- _TASK REQUIREMENTS_:
Which lines below contain "more"? Copy every one of them.

- _Stored data_:
// Copyright 2025 the Understory Authors
// SPDX-License-Identifier: Apache-2.0 OR MIT

//! Listener storage and fan-out for one observable.
//!
//! An observable keeps an `Option<ExpressionHelper<T>>`. The helper always has
//! the smallest shape that fits its listeners:
//!
//! - no listeners: `None`;
//! - one listener: the `Single*` variant for its kind;
//! - two or more listeners: [`ExpressionHelper::Generic`].
//!
//! The free functions in this module are the entry points owners use. They take
//! the owner's helper slot and update it in place, building a `Single*` variant
//! on first registration and collapsing back as listeners are removed.
//!
//! # Peers
//!
//! A helper may mirror a [`PeerObservable`]. Listeners registered on the helper
//! then also hear the peer's notifications, with the helper's owner as source.
//! [`set_peer`] swaps the peer and synthesizes one notification from the
//! owner's current value so listeners can catch up with the new source.
//!
//! # Threading
//!
//! The helper takes no locks of its own around mutation: its owner must
//! serialize `add`, `remove`, `fire` and `set_peer`. Only the per-kind listener
//! sequences of the generic variant are shared with the peer's thread, and
//! those are read under a short lock and then iterated from a snapshot.
//!
//! # Example
//!
//! ```rust
//! use std::sync::{Arc, Mutex};
//! use understory_binding::{helper, ChangeListener, ObservableValue, Owner, TracingSink};
//!
//! struct Constant;
//!
//! impl ObservableValue<i32> for Constant {
//!     fn value(&self) -> i32 {
//!         5
//!     }
//! }
//!
//! let observable = Arc::new(Constant);
//! let owner = Owner::from_arc(&observable, Arc::new(TracingSink));
//! let seen = Arc::new(Mutex::new(Vec::new()));
//!
//! let mut slot = None;
//! let log = Arc::clone(&seen);
//! helper::add_change_listener(
//!     &mut slot,
//!     &owner,
//!     None,
//!     5,
//!     ChangeListener::new(move |_, old: &i32, new: &i32| log.lock().unwrap().push((*old, *new))),
//! )
//! .unwrap();
//!
//! helper::fire_value_changed_event(slot.as_mut(), 5, false);
//! helper::fire_value_changed_event(slot.as_mut(), 7, false);
//! assert_eq!(*seen.lock().unwrap(), [(5, 7)]);
//! ```

mod delivery;
mod generic;
mod single;

use core::fmt;
use std::sync::Arc;

pub use delivery::Delivery;
pub use generic::Generic;
pub use single::Single;

use generic::Removal;

use crate::error::BindingError;
use crate::listener::{
    AnyListener, ChangeListener, InvalidationListener, ListenerKind, ListenerKinds,
    SubChangeListener, SubInvalidationListener,
};
use crate::observable::{Owner, PeerObservable, PropertyValue};

/// The structural form of a helper.
#[derive(Copy, Clone, Debug, PartialEq, Eq, Hash)]
pub enum HelperShape {
    /// One invalidation listener.
    SingleInvalidation,
    /// One sub-invalidation listener.
    SingleSubInvalidation,
    /// One change listener.
    SingleChange,
    /// One sub-change listener.
    SingleSubChange,
    /// Two or more listeners.
    Generic,
}

/// Listener storage attached to one observable.
pub enum ExpressionHelper<T> {
    /// Exactly one invalidation listener.
    SingleInvalidation(Single<T>),
    /// Exactly one sub-invalidation listener.
    SingleSubInvalidation(Single<T>),
    /// Exactly one change listener.
    SingleChange(Single<T>),
    /// Exactly one sub-change listener.
    SingleSubChange(Single<T>),
    /// Two or more listeners, of any kinds.
    Generic(Generic<T>),
}

impl<T: PropertyValue> ExpressionHelper<T> {
    fn from_single(single: Single<T>) -> Self {
        match single.kind() {
            ListenerKind::Invalidation => Self::SingleInvalidation(single),
            ListenerKind::SubInvalidation => Self::SingleSubInvalidation(single),
            ListenerKind::Change => Self::SingleChange(single),
            ListenerKind::SubChange => Self::SingleSubChange(single),
        }
    }

    fn into_single(self) -> Result<Single<T>, Generic<T>> {
        match self {
            Self::SingleInvalidation(single)
            | Self::SingleSubInvalidation(single)
            | Self::SingleChange(single)
            | Self::SingleSubChange(single) => Ok(single),
            Self::Generic(generic) => Err(generic),
        }
    }

    fn as_single(&self) -> Option<&Single<T>> {
        match self {
            Self::SingleInvalidation(single)
            | Self::SingleSubInvalidation(single)
            | Self::SingleChange(single)
            | Self::SingleSubChange(single) => Some(single),
            Self::Generic(_) => None,
        }
    }

    /// Returns the structural form of this helper.
    #[must_use]
    pub fn shape(&self) -> HelperShape {
        match self {
            Self::SingleInvalidation(_) => HelperShape::SingleInvalidation,
            Self::SingleSubInvalidation(_) => HelperShape::SingleSubInvalidation,
            Self::SingleChange(_) => HelperShape::SingleChange,
            Self::SingleSubChange(_) => HelperShape::SingleSubChange,
            Self::Generic(_) => HelperShape::Generic,
        }
    }

    /// Returns the number of registered listeners across all kinds.
    #[must_use]
    pub fn listener_count(&self) -> usize {
        match self {
            Self::Generic(generic) => generic.total(),
            _ => 1,
        }
    }

    /// Returns the kinds that have at least one listener.
    #[must_use]
    pub fn listener_kinds(&self) -> ListenerKinds {
        match self {
            Self::Generic(generic) => generic.kinds(),
            single => single.as_single().map_or(ListenerKinds::empty(), |s| s.kind().into_set()),
        }
    }

    /// Returns the peer this helper mirrors, if any.
    #[must_use]
    pub fn peer(&self) -> Option<&Arc<dyn PeerObservable<T>>> {
        match self {
            Self::Generic(generic) => generic.peer(),
            single => single.as_single().and_then(Single::peer),
        }
    }

    /// Adds `listener`, promoting a single-listener helper to [`Self::Generic`].
    ///
    /// Adding a listener that is already registered registers it again; it will
    /// then be notified twice per qualifying event.
    #[must_use]
    pub fn add_listener(self, listener: AnyListener<T>, current_value: T) -> Self {
        match self.into_single() {
            Ok(single) => Self::Generic(single.promote(listener, current_value)),
            Err(mut generic) => {
                generic.add(listener, current_value);
                Self::Generic(generic)
            }
        }
    }

    /// Removes the first registration equal to `listener`.
    ///
    /// Returns `None` once no listener remains. Removing a listener that is not
    /// registered returns the helper unchanged.
    #[must_use]
    pub fn remove_listener(self, listener: &AnyListener<T>) -> Option<Self> {
        match self.into_single() {
            Ok(single) => single.remove(listener).map(Self::from_single),
            Err(generic) => Some(match generic.remove(listener) {
                Removal::NotFound(generic) | Removal::Kept(generic) => Self::Generic(generic),
                Removal::Collapsed(single) => Self::from_single(single),
            }),
        }
    }

    /// Returns `true` if this helper tracks the current value to detect changes.
    ///
    /// This is the case whenever a change or sub-change listener is registered.
    #[must_use]
    pub fn validates_value(&self) -> bool {
        match self {
            Self::Generic(generic) => generic.validates_value(),
            single => single.as_single().is_some_and(Single::validates_value),
        }
    }

    /// Returns `true` if a change listener tagged as a bidirectional binding
    /// endpoint is registered.
    #[must_use]
    pub fn contains_bidirectional_binding_endpoints(&self) -> bool {
        match self {
            Self::Generic(generic) => generic.contains_bidirectional_binding_endpoints(),
            single => single
                .as_single()
                .is_some_and(Single::contains_bidirectional_binding_endpoints),
        }
    }

    /// Records `new_value` and captures the notifications it causes.
    ///
    /// The returned [`Delivery`] must be run by the caller, typically after
    /// releasing whatever lock guards this helper.
    pub fn prepare_value_changed(&mut self, new_value: T, sub_change: bool) -> Delivery<T> {
        match self {
            Self::Generic(generic) => generic.prepare(new_value, sub_change),
            Self::SingleInvalidation(single)
            | Self::SingleSubInvalidation(single)
            | Self::SingleChange(single)
            | Self::SingleSubChange(single) => single.prepare(new_value, sub_change),
        }
    }

    /// Notifies listeners of a new value.
    ///
    /// See [`Delivery::deliver`] for ordering and failure handling.
    pub fn fire_value_changed_event(&mut self, new_value: T, sub_change: bool) {
        self.prepare_value_changed(new_value, sub_change).deliver();
    }

    /// Moves the peer registrations to `peer` and captures the catch-up
    /// notification built from the owner's current value.
    pub fn replace_peer(&mut self, peer: Option<Arc<dyn PeerObservable<T>>>) -> Delivery<T> {
        match self {
            Self::Generic(generic) => generic.replace_peer(peer),
            Self::SingleInvalidation(single)
            | Self::SingleSubInvalidation(single)
            | Self::SingleChange(single)
            | Self::SingleSubChange(single) => single.replace_peer(peer),
        }
    }

    /// Moves the peer registrations to `peer` and notifies listeners with the
    /// owner's current value.
    pub fn set_peer(&mut self, peer: Option<Arc<dyn PeerObservable<T>>>) {
        self.replace_peer(peer).deliver();
    }

    /// Tears the helper down, deregistering everything it put on the peer.
    pub fn detach(self) {
        match self.into_single() {
            Ok(single) => single.detach_peer(),
            Err(mut generic) => generic.detach_peer(),
        }
    }
}

impl<T: fmt::Debug> fmt::Debug for ExpressionHelper<T> {
    fn fmt(&self, f: &mut fmt::Formatter<'_>) -> fmt::Result {
        match self {
            Self::SingleInvalidation(single) => {
                f.debug_tuple("SingleInvalidation").field(single).finish()
            }
            Self::SingleSubInvalidation(single) => {
                f.debug_tuple("SingleSubInvalidation").field(single).finish()
            }
            Self::SingleChange(single) => f.debug_tuple("SingleChange").field(single).finish(),
            Self::SingleSubChange(single) => {
                f.debug_tuple("SingleSubChange").field(single).finish()
            }
            Self::Generic(generic) => f.debug_tuple("Generic").field(generic).finish(),
        }
    }
}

- _SOLUTION_:
//! - two or more listeners: [`ExpressionHelper::Generic`].
    /// Two or more listeners.
    /// Two or more listeners, of any kinds.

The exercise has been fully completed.